President Barack Obama issued a statement 11 days after the shooting of 22-year-old Australian college baseball player Christopher Lane, saying his thoughts and prayers were with Lane’s family during these “trying” times.
“As the president has expressed on too many tragic occasions, there is an extra measure of evil in an act of violence that cuts a young life short,” the statement read.
Conservative media outlets had pushed Obama to make a statement, though press secretary Josh Earnest admitted that he had not originally been familiar with the case.
Lane was shot in the back while on a training run in Duncan, Okla. on Aug. 16, after 16-year-old Chancey Luna and 15-year-old James Edwards Jr. decided to kill somebody out of boredom.
The two will be tried as adults on first-degree murder charges. An accomplice, 17-year-old Michael Dewayne Jones, drove the getaway car and will be tried as a minor with an accessory to murder charge.
More than 300 residents in the Duncan community held a community service on Friday night to honor Lane, and the Essendon Baseball Club members have decided to dedicate their next match to Lane’s memory.
The tribute will include a minute’s silence.
Former deputy prime minister Tim Fischer has recommended that tourists boycott America because of its problem with gun violence.
More than 50 black faith leaders wrote to Congress asking lawmakers to pass tougher gun legislation requiring background checks for all gun sales, including private sales.
“Together, we will honor the awe-inspiring demonstration of over 250,000 men, women and children who gathered on Aug. 28 in the shadow of the Lincoln Memorial and the concerted efforts of everyday citizens compelled by their belief in equality and dignity of all human life,” the letter says.
The leaders estimate 270 million guns are in circulation in the United States, and as members of the clergy they meet victims of gun violence every day. The letter says that Congress’ failure to pass Manchin-Toomey, which would require background checks on gun purchases at gun shows and on the Internet, was a failure of lawmakers’ “obligation to humanity.”
“On this national anniversary, we must not only herald the progress we have made as a country, but we must take stock of the detrimental decisions and policies of indifference that turn a blind eye to the alarming magnitude of lives cut short too soon,” the letter says. “Each generation has an opportunity and an obligation. Our past and future generations command that we sound the clarion call to end gun violence in our communities.”

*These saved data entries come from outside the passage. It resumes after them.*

//! JWT issuance and verification.
//!
//! Two token kinds share one HS256 secret: short-lived access tokens carry
//! the subject id and role; longer-lived refresh tokens carry only the
//! subject id. Verification is a pure check with no store or database
//! access.

use chrono::Utc;
use jsonwebtoken::{decode, encode, DecodingKey, EncodingKey, Header, Validation};
use serde::{Deserialize, Serialize};

use crate::error::GateError;

/// Default access token lifetime: one hour.
pub const DEFAULT_ACCESS_TTL_SECS: u64 = 3600;

/// Default refresh token lifetime: one day.
pub const DEFAULT_REFRESH_TTL_SECS: u64 = 86_400;

/// User role. One role per user; the admin bypass in the ownership gate is
/// an equality check against `Role::Admin`.
#[derive(Debug, Clone, Copy, PartialEq, Eq, Serialize, Deserialize)]
#[serde(rename_all = "lowercase")]
pub enum Role {
    Admin,
    Manager,
    Staff,
}

impl Role {
    pub const fn as_str(&self) -> &'static str {
        match self {
            Role::Admin => "admin",
            Role::Manager => "manager",
            Role::Staff => "staff",
        }
    }
}

impl std::str::FromStr for Role {
    type Err = GateError;

    fn from_str(s: &str) -> Result<Self, Self::Err> {
        match s {
            "admin" => Ok(Role::Admin),
            "manager" => Ok(Role::Manager),
            "staff" => Ok(Role::Staff),
            other => Err(GateError::validation(format!("unknown role: {other}"))),
        }
    }
}

impl std::fmt::Display for Role {
    fn fmt(&self, f: &mut std::fmt::Formatter<'_>) -> std::fmt::Result {
        f.write_str(self.as_str())
    }
}

/// Claims carried by an access token.
#[derive(Debug, Clone, Serialize, Deserialize)]
pub struct AccessClaims {
    /// Subject: user id
    pub sub: i64,
    /// User role at issuance time
    pub role: Role,
    /// Issued-at (unix seconds)
    pub iat: i64,
    /// Expiry (unix seconds)
    pub exp: i64,
}

/// Claims carried by a refresh token. Role is intentionally absent: the
/// role is re-read from the database on refresh.
#[derive(Debug, Clone, Serialize, Deserialize)]
pub struct RefreshClaims {
    /// Subject: user id
    pub sub: i64,
    /// Issued-at (unix seconds)
    pub iat: i64,
    /// Expiry (unix seconds)
    pub exp: i64,
}

/// Signs and verifies both token kinds.
#[derive(Clone)]
pub struct TokenCodec {
    encoding_key: EncodingKey,
    decoding_key: DecodingKey,
    access_ttl_secs: u64,
    refresh_ttl_secs: u64,
}

impl TokenCodec {
    /// Create a codec with the default lifetimes (1 h access, 1 d refresh).
    pub fn new(secret: &str) -> Self {
        Self::with_ttls(secret, DEFAULT_ACCESS_TTL_SECS, DEFAULT_REFRESH_TTL_SECS)
    }

    pub fn with_ttls(secret: &str, access_ttl_secs: u64, refresh_ttl_secs: u64) -> Self {
        Self {
            encoding_key: EncodingKey::from_secret(secret.as_bytes()),
            decoding_key: DecodingKey::from_secret(secret.as_bytes()),
            access_ttl_secs,
            refresh_ttl_secs,
        }
    }

    /// Issue an access token for the given user.
    pub fn sign_access(&self, user_id: i64, role: Role) -> Result<String, GateError> {
        let now = Utc::now().timestamp();
        let claims = AccessClaims {
            sub: user_id,
            role,
            iat: now,
            exp: now + self.access_ttl_secs as i64,
        };
        let token = encode(&Header::default(), &claims, &self.encoding_key)?;
        Ok(token)
    }

    /// Issue a refresh token for the given user.
    pub fn sign_refresh(&self, user_id: i64) -> Result<String, GateError> {
        let now = Utc::now().timestamp();
        let claims = RefreshClaims {
            sub: user_id,
            iat: now,
            exp: now + self.refresh_ttl_secs as i64,
        };
        let token = encode(&Header::default(), &claims, &self.encoding_key)?;
        Ok(token)
    }

    /// Verify an access token and return its claims.
    pub fn verify_access(&self, token: &str) -> Result<AccessClaims, GateError> {
        let data = decode::<AccessClaims>(token, &self.decoding_key, &self.validation())?;
        Ok(data.claims)
    }

    /// Verify a refresh token and return its claims.
    pub fn verify_refresh(&self, token: &str) -> Result<RefreshClaims, GateError> {
        let data = decode::<RefreshClaims>(token, &self.decoding_key, &self.validation())?;
        Ok(data.claims)
    }

    pub const fn access_ttl_secs(&self) -> u64 {
        self.access_ttl_secs
    }

    pub const fn refresh_ttl_secs(&self) -> u64 {
        self.refresh_ttl_secs
    }

    fn validation(&self) -> Validation {
        let mut validation = Validation::default();
        // No leeway: a token expired by one second is expired.
        validation.leeway = 0;
        validation
    }
}

#[cfg(test)]
mod tests {
    use super::*;
    use crate::error::ErrorCode;

    fn codec() -> TokenCodec {
        TokenCodec::new("test-secret")
    }

    #[test]
    fn test_access_round_trip() {
        let codec = codec();
        let token = codec.sign_access(42, Role::Manager).unwrap();
        let claims = codec.verify_access(&token).unwrap();
        assert_eq!(claims.sub, 42);
        assert_eq!(claims.role, Role::Manager);
        assert!(claims.exp - claims.iat == DEFAULT_ACCESS_TTL_SECS as i64);
    }

    #[test]
    fn test_refresh_round_trip() {
        let codec = codec();
        let token = codec.sign_refresh(7).unwrap();
        let claims = codec.verify_refresh(&token).unwrap();
        assert_eq!(claims.sub, 7);
        assert!(claims.exp - claims.iat == DEFAULT_REFRESH_TTL_SECS as i64);
    }

    #[test]
    fn test_verify_is_idempotent() {
        let codec = codec();
        let token = codec.sign_access(1, Role::Staff).unwrap();
        let first = codec.verify_access(&token).unwrap();
        let second = codec.verify_access(&token).unwrap();
        assert_eq!(first.sub, second.sub);
        assert_eq!(first.exp, second.exp);
    }

    #[test]
    fn test_wrong_secret_rejected() {
        let token = codec().sign_access(1, Role::Staff).unwrap();
        let other = TokenCodec::new("different-secret");
        let err = other.verify_access(&token).unwrap_err();
        assert_eq!(err.code(), ErrorCode::TokenInvalid);
    }

    #[test]
    fn test_expired_token_rejected() {
        let codec = TokenCodec::with_ttls("test-secret", 0, 0);
        let token = codec.sign_access(1, Role::Admin).unwrap();
        std::thread::sleep(std::time::Duration::from_millis(1100));
        let err = codec.verify_access(&token).unwrap_err();
        assert_eq!(err.code(), ErrorCode::TokenExpired);
    }

    #[test]
    fn test_garbage_token_rejected() {
        let err = codec().verify_access("not-a-jwt").unwrap_err();
        assert_eq!(err.code(), ErrorCode::TokenInvalid);
    }

    #[test]
    fn test_role_serde_is_lowercase() {
        let json = serde_json::to_string(&Role::Admin).unwrap();
        assert_eq!(json, "\"admin\"");
        let role: Role = serde_json::from_str("\"staff\"").unwrap();
        assert_eq!(role, Role::Staff);
    }

    #[test]
    fn test_role_parse() {
        assert_eq!("manager".parse::<Role>().unwrap(), Role::Manager);
        assert!("superuser".parse::<Role>().is_err());
    }
}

The letter says African-American children and teens are more than twice as likely to be killed by a gun than by a car accident. The number of black children and teens were killed by guns between 1963 to 2010 is more than 17 times the recorded lynchings of African-Americans from 1882-1968.
“In 2012 alone, 6.6 million guns were sold without a background check for the buyer," the leaders wrote. "As a result, persons who are mentally ill, those with criminal records and even domestic abusers are able to purchase guns without a background check. Past and future generations require that we act on the opportunity and obligation to achieve common sense gun reform.”
The letter is signed by 56 pastors from coast-to-coast.
President Barack Obama made gun reform a key goal for his administration in the wake of the December school shooting at Newtown, Conn., that resulted in the death of 20 children and six adults. Expansion of background checks for gun sales failed in the Senate in April.
“We do not want the public’s attention to this issue to be forgotten,” said Rev. Delman Coates, president of the Black Church Center for Justice and Equality, who helped organize the group letter told the Washington Post. “We are not anti-guns. There are several pastors in this coalition who are proud gun owners. We’re for responsible gun ownership.”